*** Data Section Begins ***

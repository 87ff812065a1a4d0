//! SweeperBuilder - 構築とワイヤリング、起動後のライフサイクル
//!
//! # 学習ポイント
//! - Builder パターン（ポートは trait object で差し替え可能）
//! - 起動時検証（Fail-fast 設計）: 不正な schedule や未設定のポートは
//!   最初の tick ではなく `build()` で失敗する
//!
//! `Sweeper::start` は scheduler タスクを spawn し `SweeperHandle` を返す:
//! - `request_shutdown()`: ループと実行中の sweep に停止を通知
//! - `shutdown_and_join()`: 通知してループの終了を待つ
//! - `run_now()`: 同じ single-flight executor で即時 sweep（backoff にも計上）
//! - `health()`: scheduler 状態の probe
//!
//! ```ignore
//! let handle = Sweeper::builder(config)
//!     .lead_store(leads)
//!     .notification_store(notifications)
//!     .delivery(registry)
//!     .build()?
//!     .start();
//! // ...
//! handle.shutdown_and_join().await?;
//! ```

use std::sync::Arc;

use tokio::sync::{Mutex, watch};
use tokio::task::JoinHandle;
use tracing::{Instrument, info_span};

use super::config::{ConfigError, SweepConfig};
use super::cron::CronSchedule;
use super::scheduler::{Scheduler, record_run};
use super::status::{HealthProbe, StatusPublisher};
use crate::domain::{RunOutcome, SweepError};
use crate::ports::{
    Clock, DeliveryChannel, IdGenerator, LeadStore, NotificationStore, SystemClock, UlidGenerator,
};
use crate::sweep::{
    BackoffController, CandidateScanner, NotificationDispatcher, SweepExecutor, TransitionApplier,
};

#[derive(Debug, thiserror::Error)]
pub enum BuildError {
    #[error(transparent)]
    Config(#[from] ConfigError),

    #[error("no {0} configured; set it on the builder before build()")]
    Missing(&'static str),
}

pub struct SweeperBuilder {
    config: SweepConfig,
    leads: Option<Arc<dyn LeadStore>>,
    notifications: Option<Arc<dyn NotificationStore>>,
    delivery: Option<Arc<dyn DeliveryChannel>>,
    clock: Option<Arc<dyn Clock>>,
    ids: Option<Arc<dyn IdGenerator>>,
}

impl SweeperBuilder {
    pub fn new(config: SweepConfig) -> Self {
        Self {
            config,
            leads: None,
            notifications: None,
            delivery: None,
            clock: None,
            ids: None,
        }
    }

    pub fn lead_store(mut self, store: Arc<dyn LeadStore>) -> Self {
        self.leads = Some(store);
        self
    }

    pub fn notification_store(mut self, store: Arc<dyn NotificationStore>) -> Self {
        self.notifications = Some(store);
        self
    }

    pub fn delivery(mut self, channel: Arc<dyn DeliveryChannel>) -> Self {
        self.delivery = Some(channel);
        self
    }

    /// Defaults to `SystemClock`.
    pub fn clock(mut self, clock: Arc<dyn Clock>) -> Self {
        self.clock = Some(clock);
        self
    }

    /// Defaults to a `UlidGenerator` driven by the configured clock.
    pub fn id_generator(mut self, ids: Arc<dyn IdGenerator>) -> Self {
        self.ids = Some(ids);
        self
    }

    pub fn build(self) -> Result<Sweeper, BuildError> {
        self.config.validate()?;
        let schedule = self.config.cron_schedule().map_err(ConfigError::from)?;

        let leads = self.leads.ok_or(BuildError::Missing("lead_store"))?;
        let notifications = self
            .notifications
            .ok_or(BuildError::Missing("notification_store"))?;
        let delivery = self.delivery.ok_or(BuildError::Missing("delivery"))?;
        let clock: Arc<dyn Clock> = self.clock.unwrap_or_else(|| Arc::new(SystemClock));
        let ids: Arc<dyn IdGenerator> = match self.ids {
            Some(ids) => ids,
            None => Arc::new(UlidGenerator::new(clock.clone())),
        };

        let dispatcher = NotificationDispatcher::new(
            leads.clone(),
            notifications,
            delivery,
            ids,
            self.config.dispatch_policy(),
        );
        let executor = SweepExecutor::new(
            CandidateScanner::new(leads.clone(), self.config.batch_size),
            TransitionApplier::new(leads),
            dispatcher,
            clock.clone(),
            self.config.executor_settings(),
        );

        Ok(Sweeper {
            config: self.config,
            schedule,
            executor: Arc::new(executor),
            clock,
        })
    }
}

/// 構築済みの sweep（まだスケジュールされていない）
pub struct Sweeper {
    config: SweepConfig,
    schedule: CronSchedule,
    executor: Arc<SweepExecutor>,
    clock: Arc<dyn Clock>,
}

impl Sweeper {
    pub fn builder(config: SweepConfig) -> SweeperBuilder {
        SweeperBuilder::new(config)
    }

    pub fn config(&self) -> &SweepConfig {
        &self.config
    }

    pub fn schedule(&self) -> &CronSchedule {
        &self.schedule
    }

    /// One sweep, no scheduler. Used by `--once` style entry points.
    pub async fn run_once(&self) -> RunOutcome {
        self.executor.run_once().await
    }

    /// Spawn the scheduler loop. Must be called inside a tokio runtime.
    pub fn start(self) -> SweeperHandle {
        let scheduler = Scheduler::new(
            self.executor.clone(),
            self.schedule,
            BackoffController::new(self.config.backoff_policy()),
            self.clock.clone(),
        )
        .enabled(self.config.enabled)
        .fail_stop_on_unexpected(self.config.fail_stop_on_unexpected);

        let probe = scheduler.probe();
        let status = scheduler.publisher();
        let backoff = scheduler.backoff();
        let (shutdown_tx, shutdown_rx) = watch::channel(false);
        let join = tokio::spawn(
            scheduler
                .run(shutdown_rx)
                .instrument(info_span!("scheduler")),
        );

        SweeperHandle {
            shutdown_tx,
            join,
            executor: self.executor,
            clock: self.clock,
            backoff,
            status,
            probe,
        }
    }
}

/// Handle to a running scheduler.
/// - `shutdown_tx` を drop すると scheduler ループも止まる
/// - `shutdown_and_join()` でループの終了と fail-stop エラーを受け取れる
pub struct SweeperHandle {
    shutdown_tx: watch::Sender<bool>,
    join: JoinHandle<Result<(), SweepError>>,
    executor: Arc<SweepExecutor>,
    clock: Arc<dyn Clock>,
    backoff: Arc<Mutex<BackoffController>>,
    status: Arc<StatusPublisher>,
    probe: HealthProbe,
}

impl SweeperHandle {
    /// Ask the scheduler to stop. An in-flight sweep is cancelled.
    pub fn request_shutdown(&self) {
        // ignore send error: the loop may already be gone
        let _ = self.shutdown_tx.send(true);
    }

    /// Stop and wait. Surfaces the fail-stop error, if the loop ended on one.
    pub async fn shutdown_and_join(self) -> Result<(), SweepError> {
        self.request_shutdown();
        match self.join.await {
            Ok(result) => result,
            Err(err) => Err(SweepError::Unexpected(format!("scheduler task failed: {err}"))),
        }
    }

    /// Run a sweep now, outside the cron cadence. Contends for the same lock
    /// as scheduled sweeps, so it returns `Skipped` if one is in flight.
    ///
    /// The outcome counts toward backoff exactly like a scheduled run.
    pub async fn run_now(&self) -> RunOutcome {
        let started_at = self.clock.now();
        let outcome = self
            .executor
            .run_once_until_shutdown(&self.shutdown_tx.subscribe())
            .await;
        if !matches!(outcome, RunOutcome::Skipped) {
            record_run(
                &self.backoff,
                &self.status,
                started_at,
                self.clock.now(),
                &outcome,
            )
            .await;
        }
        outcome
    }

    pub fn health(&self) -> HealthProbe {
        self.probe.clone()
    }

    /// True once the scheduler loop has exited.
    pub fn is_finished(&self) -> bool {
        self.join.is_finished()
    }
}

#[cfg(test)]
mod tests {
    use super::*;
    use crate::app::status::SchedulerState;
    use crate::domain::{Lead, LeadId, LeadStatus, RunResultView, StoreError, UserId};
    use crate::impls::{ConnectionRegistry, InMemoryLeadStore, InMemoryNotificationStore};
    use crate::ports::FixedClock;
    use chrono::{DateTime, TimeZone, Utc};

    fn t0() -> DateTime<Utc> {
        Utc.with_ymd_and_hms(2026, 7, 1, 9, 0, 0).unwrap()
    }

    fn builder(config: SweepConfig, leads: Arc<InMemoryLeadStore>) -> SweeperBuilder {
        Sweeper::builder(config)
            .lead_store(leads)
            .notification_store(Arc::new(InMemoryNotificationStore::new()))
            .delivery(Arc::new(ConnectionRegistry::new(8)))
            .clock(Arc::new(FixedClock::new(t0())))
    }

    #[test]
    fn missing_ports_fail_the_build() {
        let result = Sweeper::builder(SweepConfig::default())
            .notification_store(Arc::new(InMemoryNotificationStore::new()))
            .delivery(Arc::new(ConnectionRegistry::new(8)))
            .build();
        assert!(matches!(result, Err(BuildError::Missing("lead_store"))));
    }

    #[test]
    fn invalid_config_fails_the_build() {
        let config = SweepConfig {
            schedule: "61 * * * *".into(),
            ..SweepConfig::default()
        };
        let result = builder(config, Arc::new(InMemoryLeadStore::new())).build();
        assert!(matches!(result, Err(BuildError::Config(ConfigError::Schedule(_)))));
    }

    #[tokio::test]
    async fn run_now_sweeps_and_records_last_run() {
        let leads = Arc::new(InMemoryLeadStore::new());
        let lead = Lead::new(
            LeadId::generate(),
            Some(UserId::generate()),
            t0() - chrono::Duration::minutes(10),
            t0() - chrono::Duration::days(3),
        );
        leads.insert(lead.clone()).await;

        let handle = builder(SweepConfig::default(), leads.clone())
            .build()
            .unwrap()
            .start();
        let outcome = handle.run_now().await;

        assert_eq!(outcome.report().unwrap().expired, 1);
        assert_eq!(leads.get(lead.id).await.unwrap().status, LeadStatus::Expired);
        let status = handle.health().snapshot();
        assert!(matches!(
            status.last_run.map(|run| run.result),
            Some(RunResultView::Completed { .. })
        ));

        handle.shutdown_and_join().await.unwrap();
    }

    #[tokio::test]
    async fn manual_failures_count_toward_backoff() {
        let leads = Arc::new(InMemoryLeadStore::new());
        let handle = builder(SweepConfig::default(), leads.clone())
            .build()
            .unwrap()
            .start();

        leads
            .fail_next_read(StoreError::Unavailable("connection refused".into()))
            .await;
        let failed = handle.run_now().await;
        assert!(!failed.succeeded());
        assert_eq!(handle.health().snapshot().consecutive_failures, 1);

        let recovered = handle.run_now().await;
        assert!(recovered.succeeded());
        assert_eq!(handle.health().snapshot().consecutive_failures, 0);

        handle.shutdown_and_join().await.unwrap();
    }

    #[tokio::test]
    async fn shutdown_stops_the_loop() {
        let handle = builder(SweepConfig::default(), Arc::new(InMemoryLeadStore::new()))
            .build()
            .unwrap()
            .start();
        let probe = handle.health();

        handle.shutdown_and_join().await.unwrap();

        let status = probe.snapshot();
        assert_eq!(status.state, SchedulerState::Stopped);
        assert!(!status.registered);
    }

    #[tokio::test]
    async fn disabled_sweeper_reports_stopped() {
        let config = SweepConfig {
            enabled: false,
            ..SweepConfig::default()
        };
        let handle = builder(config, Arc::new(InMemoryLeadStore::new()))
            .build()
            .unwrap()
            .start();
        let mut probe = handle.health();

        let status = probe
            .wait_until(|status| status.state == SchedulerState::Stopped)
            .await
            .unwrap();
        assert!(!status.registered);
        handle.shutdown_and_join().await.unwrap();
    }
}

*** Data Section Ends ***

For each line in the entries that contains the string "DateTime", make a copy.

    use chrono::{DateTime, TimeZone, Utc};
    fn t0() -> DateTime<Utc> {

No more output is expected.